### AIM OF THE EXERCISE
Track down each line below containing the string "StudentGroup" and copy it.

Stored data:
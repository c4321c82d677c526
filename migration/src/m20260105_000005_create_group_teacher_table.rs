use sea_orm_migration::{prelude::*, schema::*};

use super::{
    m20260105_000002_create_user_table::User,
    m20260105_000004_create_student_group_table::StudentGroup,
};

#[derive(DeriveMigrationName)]
pub struct Migration;

#[async_trait::async_trait]
impl MigrationTrait for Migration {
    async fn up(&self, manager: &SchemaManager) -> Result<(), DbErr> {
        manager
            .create_table(
                Table::create()
                    .table(GroupTeacher::Table)
                    .if_not_exists()
                    .col(integer(GroupTeacher::GroupId))
                    .col(integer(GroupTeacher::UserId))
                    .primary_key(
                        Index::create()
                            .col(GroupTeacher::GroupId)
                            .col(GroupTeacher::UserId),
                    )
                    .foreign_key(
                        ForeignKey::create()
                            .name("fk_group_teacher_group_id")
                            .from(GroupTeacher::Table, GroupTeacher::GroupId)
                            .to(StudentGroup::Table, StudentGroup::Id)
                            .on_delete(ForeignKeyAction::Cascade)
                            .on_update(ForeignKeyAction::Cascade),
                    )
                    .foreign_key(
                        ForeignKey::create()
                            .name("fk_group_teacher_user_id")
                            .from(GroupTeacher::Table, GroupTeacher::UserId)
                            .to(User::Table, User::Id)
                            .on_delete(ForeignKeyAction::Cascade)
                            .on_update(ForeignKeyAction::Cascade),
                    )
                    .to_owned(),
            )
            .await
    }

    async fn down(&self, manager: &SchemaManager) -> Result<(), DbErr> {
        manager
            .drop_table(Table::drop().table(GroupTeacher::Table).to_owned())
            .await
    }
}

#[derive(DeriveIden)]
pub enum GroupTeacher {
    Table,
    GroupId,
    UserId,
}
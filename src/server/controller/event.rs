use axum::{
    extract::{Path, Query, State},
    http::StatusCode,
    response::IntoResponse,
    Json,
};
use tower_sessions::Session;

use crate::{
    model::event::{EventDto, EventRangeDto, EventsFilterDto},
    server::{
        error::AppError,
        middleware::auth::AuthGuard,
        model::event::{Event, EventsFilter},
        service::event::EventService,
        state::AppState,
        validator::ALL_ROLES,
    },
};

fn into_dtos(events: Vec<Event>) -> Vec<EventDto> {
    events.into_iter().map(Event::into_dto).collect()
}

/// Get the events of a group within a time range.
///
/// `start` and `finish` are `yyyy-MM-ddTHH:mm:ss` query parameters; both bounds are
/// inclusive.
///
/// # Returns
/// - `200 OK` - Events ordered by timestamp
/// - `400 Bad Request` - Missing or malformed range
/// - `401 Unauthorized` - User not logged in
/// - `404 Not Found` - No group with that ID
pub async fn get_group_events(
    State(state): State<AppState>,
    session: Session,
    Path(group_id): Path<i32>,
    Query(range): Query<EventRangeDto>,
) -> Result<impl IntoResponse, AppError> {
    let user = AuthGuard::new(&state.db, &session).require(ALL_ROLES).await?;

    let events = EventService::new(&state.db)
        .get_events_by_group_id(&user, group_id, range.start, range.finish)
        .await?;

    Ok((StatusCode::OK, Json(into_dtos(events))))
}

/// Get the key-date events of a group.
pub async fn get_group_key_events(
    State(state): State<AppState>,
    session: Session,
    Path(group_id): Path<i32>,
) -> Result<impl IntoResponse, AppError> {
    let user = AuthGuard::new(&state.db, &session).require(ALL_ROLES).await?;

    let events = EventService::new(&state.db)
        .get_key_events_by_group_id(&user, group_id)
        .await?;

    Ok((StatusCode::OK, Json(into_dtos(events))))
}

/// Get the events of several groups, optionally limited to a range or to key dates.
pub async fn filter_events(
    State(state): State<AppState>,
    session: Session,
    Json(payload): Json<EventsFilterDto>,
) -> Result<impl IntoResponse, AppError> {
    let user = AuthGuard::new(&state.db, &session).require(ALL_ROLES).await?;

    let filter = EventsFilter::from_dto(payload);
    let events = EventService::new(&state.db)
        .get_events_by_filter(&user, &filter)
        .await?;

    Ok((StatusCode::OK, Json(into_dtos(events))))
}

### COMPLETED TASK
    m20260105_000004_create_student_group_table::StudentGroup,
                            .to(StudentGroup::Table, StudentGroup::Id)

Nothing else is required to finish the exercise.